Bien entendu, le scénario écrit par David Cronenberg est
truffé d'invraisemblances et d'éléments mal expliqués
qui feront rugir les férus de vraisemblance. Une fois acceptée
la nature approximative de l'intrigue, l'allégorie proposée
par le réalisateur s'avère comme d'habitude fort inspirée.
Nous ne saurons jamais exactement pourquoi une femme en particulier
en vient à subir de telles mutations à la suite des expériences
du professeur. Mais on s'en fout légèrement.
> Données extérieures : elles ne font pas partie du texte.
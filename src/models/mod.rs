//! Persisted entities shared between the Job Queue, Scrape Runner, and the
//! (out-of-scope) HTTP façade.

pub mod credential;
pub mod document;
pub mod job;
pub mod opportunity;
pub mod session;
pub mod site;
pub mod verdict;

pub use credential::CredentialCiphertext;
pub use document::{Document, DocumentStatus};
pub use job::{Job, JobKind, JobStatus};
pub use opportunity::Opportunity;
pub use session::{BrowserState, Session};
pub use site::{AuthType, Site};
pub use verdict::{ComplianceVerdict, RiskLevel};
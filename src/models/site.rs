//! Site entity: a pre-registered scrape target.

use chrono::{DateTime, Utc};
use serde::{Deserialize, Serialize};
use uuid::Uuid;

/// Authentication strategy a Site is configured to use.
#[derive(Debug, Clone, Copy, PartialEq, Eq, Serialize, Deserialize, sqlx::Type)]
#[sqlx(type_name = "text", rename_all = "snake_case")]
#[serde(rename_all = "snake_case")]
pub enum AuthType {
    None,
    Basic,
    Form,
    Oauth,
    ApiKey,
    Cookie,
}

/// A pre-registered source website with its URL, auth method, and scraping
/// configuration. `url` is unique across the system (I-spec §3).
#[derive(Debug, Clone, Serialize, Deserialize, sqlx::FromRow)]
pub struct Site {
    pub id: Uuid,
    pub name: String,
    pub url: String,
    pub category: Option<String>,
    pub auth_type: AuthType,
    /// Sealed credential blob, if any. Plaintext never lives here.
    pub encrypted_credentials: Option<Vec<u8>>,
    /// The JSON blob holding auth/pagination/selectors/rate_limit_ms/extraction_hints.
    pub scraping_config: serde_json::Value,
    pub active: bool,
    /// Set by the Scrape Runner when the Compliance Gate blocks the site.
    pub legal_blocked: bool,
    pub created_at: DateTime<Utc>,
    pub updated_at: DateTime<Utc>,
}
Cronenberg
alimente le suspense de certaines scènes en exploitant quelques-unes
des techniques économiques peaufinées par John Carpenter
dans Halloween.
Au fond, The Brood exploite de manière optimale le peu
de moyens qu'il a à sa disposition en préférant
la suggestion à la démonstration. Seule la scène
finale, plutôt poussée en son genre et foncièrement
dégoûtante, laisse de côté cette règle
pour s'aventurer dans le territoire visuel dérangé, mais
très fécond privilégié par Cronenberg. En
guise de conclusion à un film se penchant entre autres sur le
thème du divorce, le réalisateur nous assène une
forme déroutante de maternité libérée de
la nécessité du père.
Qui d'autre que Cronenberg oserait terminer un film d'horreur lugubre,
mais généralement accessible sur une telle vision? Sans
être du calibre des oeuvres subséquentes de son auteur
tant au niveau technique que narratif, The Brood demeure un
film par moments fascinant, mais surtout constamment divertissant. Il
met déjà de l'avant plusieurs des idées fondamentales
traversant la filmographie de Cronenberg. Les néophytes sont
priés de commencer ailleurs, avec The Fly par exemple.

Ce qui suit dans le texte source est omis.